Records provided:
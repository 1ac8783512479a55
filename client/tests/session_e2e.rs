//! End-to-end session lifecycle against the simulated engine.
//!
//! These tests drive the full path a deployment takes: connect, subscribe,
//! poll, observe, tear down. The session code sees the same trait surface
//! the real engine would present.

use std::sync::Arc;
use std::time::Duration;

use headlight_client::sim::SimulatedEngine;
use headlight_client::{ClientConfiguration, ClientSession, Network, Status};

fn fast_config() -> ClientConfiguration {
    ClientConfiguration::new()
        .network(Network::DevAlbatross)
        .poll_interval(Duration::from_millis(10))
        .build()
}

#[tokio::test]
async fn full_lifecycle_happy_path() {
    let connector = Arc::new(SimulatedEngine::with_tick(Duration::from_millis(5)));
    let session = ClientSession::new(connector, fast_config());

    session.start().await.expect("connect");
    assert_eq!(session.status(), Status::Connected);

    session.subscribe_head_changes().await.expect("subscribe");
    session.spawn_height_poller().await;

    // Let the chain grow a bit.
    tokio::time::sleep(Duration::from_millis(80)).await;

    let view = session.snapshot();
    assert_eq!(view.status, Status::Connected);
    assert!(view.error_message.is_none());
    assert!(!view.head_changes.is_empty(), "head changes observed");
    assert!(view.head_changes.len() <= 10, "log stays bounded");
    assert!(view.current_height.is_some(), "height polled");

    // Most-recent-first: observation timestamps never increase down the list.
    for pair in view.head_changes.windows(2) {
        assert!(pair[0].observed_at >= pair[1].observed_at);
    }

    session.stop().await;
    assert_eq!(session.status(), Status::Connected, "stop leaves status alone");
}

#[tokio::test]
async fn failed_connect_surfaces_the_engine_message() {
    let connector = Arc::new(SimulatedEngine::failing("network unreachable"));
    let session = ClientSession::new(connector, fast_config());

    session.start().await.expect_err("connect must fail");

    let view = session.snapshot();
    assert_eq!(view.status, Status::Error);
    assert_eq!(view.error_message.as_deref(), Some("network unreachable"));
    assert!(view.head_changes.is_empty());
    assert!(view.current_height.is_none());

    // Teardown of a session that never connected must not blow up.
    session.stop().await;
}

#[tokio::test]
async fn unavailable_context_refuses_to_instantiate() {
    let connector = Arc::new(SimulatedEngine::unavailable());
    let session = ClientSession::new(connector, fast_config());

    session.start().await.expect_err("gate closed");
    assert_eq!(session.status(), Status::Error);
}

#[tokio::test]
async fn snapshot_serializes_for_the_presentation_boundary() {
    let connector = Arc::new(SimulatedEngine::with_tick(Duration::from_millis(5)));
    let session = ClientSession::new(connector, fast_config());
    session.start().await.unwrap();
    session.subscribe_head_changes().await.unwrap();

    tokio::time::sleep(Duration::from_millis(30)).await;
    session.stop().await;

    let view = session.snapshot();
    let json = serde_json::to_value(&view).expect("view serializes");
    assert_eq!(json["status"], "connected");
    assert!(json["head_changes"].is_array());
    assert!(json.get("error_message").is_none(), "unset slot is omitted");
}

==

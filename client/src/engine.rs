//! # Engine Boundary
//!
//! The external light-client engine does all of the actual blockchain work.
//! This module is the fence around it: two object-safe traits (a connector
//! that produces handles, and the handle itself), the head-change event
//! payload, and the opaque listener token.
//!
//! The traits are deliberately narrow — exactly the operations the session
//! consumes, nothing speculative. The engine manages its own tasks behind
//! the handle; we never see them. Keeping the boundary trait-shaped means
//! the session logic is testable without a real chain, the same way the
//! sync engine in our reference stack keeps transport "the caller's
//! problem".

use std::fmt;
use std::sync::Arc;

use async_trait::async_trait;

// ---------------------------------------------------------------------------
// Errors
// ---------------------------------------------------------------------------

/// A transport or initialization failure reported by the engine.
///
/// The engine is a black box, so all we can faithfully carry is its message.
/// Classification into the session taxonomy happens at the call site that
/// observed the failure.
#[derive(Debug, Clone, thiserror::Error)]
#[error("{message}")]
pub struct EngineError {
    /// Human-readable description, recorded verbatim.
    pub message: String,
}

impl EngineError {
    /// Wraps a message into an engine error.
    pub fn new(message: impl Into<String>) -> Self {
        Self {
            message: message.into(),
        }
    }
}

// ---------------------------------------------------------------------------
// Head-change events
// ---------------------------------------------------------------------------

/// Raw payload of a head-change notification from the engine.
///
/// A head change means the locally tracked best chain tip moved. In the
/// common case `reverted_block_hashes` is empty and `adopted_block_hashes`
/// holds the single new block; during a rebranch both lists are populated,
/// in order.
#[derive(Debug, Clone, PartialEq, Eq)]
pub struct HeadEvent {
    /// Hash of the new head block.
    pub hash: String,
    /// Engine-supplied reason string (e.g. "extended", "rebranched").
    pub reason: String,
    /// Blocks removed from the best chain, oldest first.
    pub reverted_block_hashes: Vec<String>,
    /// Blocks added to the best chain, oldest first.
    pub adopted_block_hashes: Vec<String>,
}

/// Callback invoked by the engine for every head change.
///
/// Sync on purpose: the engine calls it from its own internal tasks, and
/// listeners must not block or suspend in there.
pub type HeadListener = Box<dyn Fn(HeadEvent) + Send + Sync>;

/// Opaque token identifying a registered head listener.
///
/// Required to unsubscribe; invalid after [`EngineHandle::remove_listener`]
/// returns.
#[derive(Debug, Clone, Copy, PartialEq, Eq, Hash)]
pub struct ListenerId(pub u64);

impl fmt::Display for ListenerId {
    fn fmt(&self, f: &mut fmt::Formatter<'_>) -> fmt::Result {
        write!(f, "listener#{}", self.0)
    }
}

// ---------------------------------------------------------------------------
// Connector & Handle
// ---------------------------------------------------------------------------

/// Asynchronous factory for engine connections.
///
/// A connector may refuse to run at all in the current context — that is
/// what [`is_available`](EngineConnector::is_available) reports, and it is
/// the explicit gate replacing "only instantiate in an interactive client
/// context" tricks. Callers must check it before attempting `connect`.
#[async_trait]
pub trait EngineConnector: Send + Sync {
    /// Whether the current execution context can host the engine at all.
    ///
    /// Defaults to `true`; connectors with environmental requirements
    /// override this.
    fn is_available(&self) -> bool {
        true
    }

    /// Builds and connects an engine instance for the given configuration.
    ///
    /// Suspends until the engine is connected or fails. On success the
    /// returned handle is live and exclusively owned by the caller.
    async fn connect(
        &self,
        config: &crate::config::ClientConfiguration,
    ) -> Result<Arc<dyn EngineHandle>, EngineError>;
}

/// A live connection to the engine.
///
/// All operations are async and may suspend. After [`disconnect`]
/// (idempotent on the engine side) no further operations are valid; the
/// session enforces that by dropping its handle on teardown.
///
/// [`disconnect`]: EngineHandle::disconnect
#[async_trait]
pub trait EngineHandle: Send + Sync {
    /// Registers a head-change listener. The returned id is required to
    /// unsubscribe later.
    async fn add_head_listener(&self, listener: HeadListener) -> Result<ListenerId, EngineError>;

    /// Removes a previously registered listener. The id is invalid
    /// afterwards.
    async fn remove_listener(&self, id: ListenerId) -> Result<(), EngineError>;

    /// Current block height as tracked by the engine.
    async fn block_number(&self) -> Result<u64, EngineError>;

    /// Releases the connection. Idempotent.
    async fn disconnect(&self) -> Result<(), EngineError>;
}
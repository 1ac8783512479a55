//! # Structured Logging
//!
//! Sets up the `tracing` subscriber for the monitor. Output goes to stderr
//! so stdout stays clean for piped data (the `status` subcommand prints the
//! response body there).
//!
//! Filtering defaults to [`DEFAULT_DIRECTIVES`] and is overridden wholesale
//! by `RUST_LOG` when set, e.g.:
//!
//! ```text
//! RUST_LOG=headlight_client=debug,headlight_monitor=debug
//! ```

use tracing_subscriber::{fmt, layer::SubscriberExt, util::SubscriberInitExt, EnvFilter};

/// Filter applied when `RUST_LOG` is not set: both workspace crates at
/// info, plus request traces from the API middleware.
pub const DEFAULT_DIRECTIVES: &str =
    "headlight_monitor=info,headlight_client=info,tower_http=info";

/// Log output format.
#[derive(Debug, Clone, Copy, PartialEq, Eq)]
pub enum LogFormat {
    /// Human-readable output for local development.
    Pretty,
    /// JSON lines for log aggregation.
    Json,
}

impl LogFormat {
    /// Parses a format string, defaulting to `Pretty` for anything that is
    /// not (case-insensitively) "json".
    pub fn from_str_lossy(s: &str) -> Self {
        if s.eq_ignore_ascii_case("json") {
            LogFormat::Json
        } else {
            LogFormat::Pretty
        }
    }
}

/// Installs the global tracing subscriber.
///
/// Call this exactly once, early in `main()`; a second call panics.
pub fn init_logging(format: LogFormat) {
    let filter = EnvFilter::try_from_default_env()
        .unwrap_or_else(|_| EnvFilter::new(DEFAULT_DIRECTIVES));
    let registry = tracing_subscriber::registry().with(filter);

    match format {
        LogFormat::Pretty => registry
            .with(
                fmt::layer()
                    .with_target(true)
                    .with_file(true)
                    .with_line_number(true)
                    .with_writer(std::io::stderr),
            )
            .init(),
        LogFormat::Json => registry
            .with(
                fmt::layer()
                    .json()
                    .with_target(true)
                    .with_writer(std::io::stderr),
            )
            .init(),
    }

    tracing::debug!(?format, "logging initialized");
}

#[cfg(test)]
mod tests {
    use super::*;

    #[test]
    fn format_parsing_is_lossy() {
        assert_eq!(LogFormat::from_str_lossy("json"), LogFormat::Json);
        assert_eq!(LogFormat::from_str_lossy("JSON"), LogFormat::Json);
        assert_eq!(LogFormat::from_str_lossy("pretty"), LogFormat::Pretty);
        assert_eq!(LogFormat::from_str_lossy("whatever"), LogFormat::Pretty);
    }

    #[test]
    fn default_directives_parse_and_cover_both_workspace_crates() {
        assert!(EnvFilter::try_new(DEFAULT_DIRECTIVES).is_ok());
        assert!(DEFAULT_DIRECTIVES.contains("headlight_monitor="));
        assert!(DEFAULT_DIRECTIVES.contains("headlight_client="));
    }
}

--

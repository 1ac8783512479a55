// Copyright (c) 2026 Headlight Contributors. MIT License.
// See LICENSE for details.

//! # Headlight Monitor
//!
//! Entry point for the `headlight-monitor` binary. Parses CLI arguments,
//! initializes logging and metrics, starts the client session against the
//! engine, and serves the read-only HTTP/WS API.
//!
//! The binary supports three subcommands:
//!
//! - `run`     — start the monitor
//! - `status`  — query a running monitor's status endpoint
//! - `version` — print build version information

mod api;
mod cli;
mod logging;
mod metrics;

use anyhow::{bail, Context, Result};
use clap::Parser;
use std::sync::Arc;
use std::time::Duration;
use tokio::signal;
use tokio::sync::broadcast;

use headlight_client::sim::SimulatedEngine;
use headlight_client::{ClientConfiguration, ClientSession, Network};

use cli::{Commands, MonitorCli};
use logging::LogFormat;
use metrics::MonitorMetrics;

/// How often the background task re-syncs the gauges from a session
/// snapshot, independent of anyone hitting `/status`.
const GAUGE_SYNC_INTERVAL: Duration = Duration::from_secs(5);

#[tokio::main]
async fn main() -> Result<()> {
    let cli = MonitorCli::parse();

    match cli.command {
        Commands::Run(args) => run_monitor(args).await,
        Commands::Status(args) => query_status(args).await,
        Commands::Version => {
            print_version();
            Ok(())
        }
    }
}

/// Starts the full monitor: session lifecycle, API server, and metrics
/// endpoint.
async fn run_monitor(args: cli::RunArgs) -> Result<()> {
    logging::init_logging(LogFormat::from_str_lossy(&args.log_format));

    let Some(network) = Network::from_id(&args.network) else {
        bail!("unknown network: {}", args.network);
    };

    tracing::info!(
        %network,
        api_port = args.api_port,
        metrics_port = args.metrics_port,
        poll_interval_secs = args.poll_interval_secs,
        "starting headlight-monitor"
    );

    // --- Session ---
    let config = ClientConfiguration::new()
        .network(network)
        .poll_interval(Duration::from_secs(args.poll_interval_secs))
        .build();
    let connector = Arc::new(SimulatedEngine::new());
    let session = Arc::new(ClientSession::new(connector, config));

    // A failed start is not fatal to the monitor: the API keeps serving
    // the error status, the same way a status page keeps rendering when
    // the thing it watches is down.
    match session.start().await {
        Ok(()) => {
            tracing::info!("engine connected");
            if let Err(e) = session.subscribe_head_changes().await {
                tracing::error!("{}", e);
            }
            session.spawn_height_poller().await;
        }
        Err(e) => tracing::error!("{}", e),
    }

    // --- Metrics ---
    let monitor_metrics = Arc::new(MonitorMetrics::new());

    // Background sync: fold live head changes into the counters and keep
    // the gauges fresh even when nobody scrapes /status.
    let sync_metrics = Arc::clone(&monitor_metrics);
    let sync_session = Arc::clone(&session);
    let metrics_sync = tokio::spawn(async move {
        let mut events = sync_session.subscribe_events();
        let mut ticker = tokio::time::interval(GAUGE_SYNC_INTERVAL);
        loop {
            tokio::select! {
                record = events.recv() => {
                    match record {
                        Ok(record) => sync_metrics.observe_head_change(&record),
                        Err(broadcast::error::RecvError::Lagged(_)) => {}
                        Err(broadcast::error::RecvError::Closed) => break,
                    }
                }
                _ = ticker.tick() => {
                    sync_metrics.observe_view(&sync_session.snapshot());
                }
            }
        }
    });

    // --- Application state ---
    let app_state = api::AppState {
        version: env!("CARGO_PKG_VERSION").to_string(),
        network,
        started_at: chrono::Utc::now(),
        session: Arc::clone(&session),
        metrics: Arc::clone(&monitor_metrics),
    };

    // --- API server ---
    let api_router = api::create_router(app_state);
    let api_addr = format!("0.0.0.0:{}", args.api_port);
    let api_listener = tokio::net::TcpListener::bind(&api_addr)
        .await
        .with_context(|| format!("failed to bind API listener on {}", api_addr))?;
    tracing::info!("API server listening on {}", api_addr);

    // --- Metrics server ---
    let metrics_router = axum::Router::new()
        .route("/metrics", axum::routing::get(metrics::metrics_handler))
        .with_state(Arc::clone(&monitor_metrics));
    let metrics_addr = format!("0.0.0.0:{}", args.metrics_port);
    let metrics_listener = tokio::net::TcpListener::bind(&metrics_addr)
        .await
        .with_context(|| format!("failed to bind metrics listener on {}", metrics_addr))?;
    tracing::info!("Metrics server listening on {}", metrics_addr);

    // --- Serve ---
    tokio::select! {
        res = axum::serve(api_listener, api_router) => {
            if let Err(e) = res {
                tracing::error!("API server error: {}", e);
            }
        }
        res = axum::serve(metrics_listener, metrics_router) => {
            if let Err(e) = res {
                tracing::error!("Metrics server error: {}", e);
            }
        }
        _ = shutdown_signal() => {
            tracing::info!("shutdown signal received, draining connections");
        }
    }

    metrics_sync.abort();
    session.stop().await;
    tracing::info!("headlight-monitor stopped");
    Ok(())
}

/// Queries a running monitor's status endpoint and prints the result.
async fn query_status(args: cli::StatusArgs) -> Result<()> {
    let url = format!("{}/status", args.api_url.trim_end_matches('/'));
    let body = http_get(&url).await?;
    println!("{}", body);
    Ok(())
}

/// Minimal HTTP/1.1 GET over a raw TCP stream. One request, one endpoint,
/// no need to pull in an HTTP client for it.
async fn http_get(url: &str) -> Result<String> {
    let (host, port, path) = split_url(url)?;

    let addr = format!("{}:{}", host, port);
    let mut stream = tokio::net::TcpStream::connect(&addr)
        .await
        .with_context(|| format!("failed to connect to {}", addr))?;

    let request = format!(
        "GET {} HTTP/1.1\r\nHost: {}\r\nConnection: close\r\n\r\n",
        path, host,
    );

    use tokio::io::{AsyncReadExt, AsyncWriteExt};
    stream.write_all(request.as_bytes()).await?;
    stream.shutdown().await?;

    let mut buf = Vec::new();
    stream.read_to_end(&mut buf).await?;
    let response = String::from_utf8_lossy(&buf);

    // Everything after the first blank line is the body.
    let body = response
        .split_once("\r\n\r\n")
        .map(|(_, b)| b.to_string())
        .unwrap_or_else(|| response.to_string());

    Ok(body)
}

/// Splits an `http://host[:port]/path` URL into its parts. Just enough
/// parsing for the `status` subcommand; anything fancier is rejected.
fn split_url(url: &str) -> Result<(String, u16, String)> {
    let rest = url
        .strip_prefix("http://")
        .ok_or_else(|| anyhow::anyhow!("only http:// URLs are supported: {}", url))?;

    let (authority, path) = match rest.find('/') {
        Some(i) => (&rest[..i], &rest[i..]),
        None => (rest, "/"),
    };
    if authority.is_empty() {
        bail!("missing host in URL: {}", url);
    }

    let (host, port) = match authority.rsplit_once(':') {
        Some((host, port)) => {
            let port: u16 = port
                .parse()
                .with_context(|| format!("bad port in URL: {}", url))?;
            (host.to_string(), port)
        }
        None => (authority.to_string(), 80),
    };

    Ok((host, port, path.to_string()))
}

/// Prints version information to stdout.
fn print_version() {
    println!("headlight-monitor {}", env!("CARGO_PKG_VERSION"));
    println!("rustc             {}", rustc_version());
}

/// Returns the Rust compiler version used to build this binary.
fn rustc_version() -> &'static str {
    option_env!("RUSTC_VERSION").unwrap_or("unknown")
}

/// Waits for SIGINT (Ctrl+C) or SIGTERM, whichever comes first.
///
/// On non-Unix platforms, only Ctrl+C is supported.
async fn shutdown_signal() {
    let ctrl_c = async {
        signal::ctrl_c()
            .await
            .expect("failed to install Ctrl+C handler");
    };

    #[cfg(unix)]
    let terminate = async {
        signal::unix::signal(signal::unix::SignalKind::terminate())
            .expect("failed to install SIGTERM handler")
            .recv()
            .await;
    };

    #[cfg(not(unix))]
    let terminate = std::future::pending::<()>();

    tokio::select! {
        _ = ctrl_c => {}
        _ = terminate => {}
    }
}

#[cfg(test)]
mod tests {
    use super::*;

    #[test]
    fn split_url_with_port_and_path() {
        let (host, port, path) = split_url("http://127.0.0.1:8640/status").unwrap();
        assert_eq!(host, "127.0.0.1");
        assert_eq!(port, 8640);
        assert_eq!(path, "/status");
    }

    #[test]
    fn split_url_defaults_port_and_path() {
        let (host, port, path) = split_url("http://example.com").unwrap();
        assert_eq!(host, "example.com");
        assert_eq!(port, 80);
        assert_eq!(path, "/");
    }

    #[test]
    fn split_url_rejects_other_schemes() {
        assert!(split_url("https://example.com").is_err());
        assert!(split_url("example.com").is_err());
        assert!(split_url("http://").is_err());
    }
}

Your instructions:
State the number of lines in the records that include "rest", and write nothing else.

Output of the task:
4